- REQUIRED WORK
Go over each line of the entries below, count those with "will", and give only the count.

(Records from a dataset)
○ ○ ○ ○ ○ ○ ○

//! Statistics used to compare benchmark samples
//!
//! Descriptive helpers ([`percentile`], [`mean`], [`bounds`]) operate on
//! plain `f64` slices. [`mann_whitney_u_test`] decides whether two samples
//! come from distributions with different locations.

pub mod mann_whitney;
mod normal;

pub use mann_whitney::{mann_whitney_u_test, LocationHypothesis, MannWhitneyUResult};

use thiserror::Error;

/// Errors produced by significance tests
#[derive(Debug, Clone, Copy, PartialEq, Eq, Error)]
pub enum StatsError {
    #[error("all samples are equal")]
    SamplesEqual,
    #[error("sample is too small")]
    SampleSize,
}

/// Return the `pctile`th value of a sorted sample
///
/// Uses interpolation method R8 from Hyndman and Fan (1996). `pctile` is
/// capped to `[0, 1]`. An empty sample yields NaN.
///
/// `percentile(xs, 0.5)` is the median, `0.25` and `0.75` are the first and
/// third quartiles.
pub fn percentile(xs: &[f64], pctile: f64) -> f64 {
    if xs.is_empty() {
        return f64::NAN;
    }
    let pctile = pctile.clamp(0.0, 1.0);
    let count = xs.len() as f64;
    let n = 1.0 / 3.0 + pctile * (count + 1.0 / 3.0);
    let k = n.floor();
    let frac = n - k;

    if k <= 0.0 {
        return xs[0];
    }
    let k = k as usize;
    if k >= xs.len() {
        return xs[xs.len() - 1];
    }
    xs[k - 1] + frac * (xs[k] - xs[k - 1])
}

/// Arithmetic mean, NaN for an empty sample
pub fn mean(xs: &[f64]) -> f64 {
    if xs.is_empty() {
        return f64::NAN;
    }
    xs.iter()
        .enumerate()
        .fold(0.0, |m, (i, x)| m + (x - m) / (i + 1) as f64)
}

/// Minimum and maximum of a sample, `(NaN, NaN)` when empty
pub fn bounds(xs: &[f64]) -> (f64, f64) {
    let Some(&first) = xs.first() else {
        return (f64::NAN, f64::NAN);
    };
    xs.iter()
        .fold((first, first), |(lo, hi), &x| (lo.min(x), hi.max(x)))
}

○ ○ ○ ○ ○ ○ ○

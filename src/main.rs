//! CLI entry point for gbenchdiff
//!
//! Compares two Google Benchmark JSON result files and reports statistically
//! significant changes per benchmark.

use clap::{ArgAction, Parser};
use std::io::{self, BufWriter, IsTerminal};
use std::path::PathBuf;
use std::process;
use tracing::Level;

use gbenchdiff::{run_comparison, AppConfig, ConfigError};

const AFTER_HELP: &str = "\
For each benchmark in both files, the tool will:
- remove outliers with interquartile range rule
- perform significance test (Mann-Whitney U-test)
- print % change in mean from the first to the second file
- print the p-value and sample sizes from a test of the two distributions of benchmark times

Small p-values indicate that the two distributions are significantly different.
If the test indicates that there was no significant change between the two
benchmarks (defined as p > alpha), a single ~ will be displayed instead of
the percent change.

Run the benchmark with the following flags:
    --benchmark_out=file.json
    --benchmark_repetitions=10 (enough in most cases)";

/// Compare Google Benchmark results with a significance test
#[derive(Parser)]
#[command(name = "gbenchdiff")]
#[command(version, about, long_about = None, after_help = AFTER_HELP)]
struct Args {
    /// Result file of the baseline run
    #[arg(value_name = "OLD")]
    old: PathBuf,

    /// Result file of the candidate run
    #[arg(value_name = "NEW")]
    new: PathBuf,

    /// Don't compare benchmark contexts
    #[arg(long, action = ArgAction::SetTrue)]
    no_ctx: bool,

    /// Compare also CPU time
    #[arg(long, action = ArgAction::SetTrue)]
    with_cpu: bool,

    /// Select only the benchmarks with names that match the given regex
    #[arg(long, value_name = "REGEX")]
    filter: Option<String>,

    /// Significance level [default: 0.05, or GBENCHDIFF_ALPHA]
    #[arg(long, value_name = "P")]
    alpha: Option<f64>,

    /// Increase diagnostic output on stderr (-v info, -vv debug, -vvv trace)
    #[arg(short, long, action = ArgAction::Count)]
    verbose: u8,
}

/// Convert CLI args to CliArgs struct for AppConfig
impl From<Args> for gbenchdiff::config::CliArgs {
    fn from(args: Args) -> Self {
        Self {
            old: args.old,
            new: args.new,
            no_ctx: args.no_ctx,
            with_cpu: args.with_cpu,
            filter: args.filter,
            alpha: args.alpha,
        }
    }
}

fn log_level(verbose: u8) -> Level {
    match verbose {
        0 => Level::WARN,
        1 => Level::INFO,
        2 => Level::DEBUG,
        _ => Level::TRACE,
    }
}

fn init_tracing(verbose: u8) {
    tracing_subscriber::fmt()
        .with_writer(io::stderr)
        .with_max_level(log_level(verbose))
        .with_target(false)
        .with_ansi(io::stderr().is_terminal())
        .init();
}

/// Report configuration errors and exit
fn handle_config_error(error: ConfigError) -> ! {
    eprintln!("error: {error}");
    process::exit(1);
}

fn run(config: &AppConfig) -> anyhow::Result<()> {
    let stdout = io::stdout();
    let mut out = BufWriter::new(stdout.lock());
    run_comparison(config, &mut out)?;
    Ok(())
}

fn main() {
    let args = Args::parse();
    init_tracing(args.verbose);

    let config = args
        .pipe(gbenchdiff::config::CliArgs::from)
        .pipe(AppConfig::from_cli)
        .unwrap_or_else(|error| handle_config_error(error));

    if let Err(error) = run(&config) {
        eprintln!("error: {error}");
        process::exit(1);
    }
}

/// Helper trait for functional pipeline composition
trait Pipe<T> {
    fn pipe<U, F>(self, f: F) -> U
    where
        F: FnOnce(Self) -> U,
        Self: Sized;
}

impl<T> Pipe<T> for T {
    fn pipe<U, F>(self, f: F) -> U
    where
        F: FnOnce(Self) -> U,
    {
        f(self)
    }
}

○ ○ ○ ○ ○ ○ ○

- TASK RESULT
2